REQUIRED WORK:
Reproduce the records below exactly, but only between the lines holding "filename src/completions.rs" and "#[cfg(test)]", inclusive.

[Collected data entries]
'''
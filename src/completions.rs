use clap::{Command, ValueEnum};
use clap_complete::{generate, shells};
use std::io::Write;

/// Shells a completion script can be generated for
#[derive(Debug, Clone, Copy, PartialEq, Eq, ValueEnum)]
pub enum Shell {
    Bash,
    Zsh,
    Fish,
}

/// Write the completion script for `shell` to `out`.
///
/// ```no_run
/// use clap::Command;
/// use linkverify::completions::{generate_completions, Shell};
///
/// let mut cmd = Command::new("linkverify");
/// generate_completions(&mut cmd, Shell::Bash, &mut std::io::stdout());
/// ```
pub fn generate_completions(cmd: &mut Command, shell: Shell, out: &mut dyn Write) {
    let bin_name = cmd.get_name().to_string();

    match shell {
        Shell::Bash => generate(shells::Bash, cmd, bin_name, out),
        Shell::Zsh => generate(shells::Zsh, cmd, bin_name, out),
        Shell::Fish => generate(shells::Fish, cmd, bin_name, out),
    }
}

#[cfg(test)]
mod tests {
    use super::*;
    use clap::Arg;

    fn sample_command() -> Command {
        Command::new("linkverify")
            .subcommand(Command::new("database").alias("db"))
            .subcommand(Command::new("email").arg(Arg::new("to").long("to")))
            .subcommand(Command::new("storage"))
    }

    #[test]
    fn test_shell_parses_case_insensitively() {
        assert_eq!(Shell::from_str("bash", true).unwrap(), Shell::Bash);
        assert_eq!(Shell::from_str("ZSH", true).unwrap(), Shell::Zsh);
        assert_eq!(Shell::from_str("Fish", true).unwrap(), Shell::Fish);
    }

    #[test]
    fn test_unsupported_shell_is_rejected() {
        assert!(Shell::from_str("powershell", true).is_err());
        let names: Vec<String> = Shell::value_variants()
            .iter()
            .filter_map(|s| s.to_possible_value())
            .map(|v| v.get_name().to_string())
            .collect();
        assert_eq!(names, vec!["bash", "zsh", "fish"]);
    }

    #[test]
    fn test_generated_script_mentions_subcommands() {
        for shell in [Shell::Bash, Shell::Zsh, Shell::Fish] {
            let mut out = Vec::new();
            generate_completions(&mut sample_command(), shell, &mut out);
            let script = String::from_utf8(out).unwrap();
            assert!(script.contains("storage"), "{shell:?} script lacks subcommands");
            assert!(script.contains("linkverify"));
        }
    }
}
'''
'''
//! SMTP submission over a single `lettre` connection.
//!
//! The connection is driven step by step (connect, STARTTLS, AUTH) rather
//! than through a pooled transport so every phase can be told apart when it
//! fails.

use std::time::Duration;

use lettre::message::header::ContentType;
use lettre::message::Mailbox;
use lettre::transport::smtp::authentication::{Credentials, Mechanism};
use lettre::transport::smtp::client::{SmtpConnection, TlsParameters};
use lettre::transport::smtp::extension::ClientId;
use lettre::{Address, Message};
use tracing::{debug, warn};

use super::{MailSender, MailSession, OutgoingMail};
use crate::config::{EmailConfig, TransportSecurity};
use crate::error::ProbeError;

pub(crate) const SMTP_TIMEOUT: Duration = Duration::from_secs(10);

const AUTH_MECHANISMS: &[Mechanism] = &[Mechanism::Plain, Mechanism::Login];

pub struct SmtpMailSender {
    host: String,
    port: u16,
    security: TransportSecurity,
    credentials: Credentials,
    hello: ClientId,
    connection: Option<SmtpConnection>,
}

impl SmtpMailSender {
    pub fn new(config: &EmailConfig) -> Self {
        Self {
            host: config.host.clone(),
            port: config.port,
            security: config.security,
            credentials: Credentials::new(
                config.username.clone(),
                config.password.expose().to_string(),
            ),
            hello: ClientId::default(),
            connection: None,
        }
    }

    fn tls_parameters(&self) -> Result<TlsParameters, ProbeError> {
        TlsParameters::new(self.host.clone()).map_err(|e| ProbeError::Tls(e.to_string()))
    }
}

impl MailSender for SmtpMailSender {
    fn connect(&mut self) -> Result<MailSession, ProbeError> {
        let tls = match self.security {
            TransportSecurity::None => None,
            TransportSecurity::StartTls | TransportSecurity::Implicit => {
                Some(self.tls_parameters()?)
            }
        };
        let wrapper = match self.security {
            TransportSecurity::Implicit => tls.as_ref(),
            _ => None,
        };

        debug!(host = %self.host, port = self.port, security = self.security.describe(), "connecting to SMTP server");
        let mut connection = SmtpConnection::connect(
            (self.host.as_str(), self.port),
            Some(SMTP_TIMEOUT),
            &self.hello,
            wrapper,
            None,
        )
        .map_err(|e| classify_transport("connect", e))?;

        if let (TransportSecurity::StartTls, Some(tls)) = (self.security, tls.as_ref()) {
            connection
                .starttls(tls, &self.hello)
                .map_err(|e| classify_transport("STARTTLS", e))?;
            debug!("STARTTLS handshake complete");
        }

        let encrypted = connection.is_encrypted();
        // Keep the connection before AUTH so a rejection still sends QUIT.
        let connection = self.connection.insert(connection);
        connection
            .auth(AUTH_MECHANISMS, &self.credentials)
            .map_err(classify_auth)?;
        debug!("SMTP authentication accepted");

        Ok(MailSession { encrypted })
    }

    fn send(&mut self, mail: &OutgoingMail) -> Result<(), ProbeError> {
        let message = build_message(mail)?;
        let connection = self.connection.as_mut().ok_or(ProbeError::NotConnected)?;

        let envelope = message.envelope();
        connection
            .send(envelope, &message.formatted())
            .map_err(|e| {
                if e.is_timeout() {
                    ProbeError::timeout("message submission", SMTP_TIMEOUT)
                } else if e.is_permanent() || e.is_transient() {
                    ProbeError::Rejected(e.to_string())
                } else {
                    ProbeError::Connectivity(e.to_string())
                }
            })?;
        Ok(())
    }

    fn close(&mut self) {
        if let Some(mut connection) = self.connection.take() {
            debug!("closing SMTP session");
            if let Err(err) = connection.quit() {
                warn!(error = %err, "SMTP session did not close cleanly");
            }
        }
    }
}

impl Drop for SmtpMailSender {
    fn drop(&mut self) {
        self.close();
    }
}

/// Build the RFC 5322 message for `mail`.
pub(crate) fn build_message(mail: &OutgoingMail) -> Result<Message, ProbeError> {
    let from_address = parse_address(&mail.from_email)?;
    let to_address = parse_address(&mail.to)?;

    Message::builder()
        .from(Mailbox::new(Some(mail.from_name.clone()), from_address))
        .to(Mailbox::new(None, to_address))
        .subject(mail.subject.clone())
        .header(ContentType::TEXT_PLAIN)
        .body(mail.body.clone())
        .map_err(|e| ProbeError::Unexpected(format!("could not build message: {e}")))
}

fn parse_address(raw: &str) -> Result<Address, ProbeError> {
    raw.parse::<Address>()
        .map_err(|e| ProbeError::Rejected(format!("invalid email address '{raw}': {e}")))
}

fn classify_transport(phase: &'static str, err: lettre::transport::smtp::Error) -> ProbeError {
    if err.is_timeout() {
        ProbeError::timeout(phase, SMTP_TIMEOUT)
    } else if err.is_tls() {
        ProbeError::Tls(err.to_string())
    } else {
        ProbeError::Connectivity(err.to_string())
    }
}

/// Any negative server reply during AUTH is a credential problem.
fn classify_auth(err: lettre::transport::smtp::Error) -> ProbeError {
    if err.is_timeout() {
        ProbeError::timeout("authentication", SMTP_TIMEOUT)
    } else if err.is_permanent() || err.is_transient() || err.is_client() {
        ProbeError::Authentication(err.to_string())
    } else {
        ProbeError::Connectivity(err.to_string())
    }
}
'''
'''
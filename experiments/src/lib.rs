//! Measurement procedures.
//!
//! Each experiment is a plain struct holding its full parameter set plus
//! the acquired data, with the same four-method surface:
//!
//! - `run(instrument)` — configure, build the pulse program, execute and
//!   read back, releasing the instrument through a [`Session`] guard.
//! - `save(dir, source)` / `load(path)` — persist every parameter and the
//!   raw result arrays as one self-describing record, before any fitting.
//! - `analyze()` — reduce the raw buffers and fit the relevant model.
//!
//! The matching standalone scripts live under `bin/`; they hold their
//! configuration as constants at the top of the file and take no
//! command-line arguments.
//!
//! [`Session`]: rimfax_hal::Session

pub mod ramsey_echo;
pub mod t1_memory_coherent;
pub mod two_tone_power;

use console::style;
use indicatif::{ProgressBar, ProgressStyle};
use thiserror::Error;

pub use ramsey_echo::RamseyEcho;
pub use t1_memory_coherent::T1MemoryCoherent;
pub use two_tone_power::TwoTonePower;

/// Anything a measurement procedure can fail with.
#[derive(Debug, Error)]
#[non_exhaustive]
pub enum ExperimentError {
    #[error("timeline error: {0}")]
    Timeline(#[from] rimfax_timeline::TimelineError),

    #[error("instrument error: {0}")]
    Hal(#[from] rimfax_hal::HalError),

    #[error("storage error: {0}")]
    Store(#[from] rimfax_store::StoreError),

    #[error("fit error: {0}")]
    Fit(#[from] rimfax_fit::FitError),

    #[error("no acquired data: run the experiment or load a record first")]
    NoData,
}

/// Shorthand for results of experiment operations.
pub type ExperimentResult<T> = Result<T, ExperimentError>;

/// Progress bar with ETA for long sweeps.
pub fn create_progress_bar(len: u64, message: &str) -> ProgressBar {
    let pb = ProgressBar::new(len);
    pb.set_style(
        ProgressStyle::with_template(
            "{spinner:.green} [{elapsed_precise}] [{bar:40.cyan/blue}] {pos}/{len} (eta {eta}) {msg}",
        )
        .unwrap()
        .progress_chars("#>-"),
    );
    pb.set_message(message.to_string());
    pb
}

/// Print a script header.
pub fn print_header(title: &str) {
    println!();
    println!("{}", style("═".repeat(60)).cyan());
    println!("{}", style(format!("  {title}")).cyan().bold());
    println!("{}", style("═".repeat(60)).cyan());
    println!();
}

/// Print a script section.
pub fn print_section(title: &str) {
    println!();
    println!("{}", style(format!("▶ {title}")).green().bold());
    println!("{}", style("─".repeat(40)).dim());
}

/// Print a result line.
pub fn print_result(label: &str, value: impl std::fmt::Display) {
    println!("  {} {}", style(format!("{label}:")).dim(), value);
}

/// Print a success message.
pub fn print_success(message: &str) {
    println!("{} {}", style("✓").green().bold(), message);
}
'''
RESPONSE:
filename src/completions.rs
use clap::{Command, ValueEnum};
use clap_complete::{generate, shells};
use std::io::Write;

/// Shells a completion script can be generated for
#[derive(Debug, Clone, Copy, PartialEq, Eq, ValueEnum)]
pub enum Shell {
    Bash,
    Zsh,
    Fish,
}

/// Write the completion script for `shell` to `out`.
///
/// ```no_run
/// use clap::Command;
/// use linkverify::completions::{generate_completions, Shell};
///
/// let mut cmd = Command::new("linkverify");
/// generate_completions(&mut cmd, Shell::Bash, &mut std::io::stdout());
/// ```
pub fn generate_completions(cmd: &mut Command, shell: Shell, out: &mut dyn Write) {
    let bin_name = cmd.get_name().to_string();

    match shell {
        Shell::Bash => generate(shells::Bash, cmd, bin_name, out),
        Shell::Zsh => generate(shells::Zsh, cmd, bin_name, out),
        Shell::Fish => generate(shells::Fish, cmd, bin_name, out),
    }
}

#[cfg(test)]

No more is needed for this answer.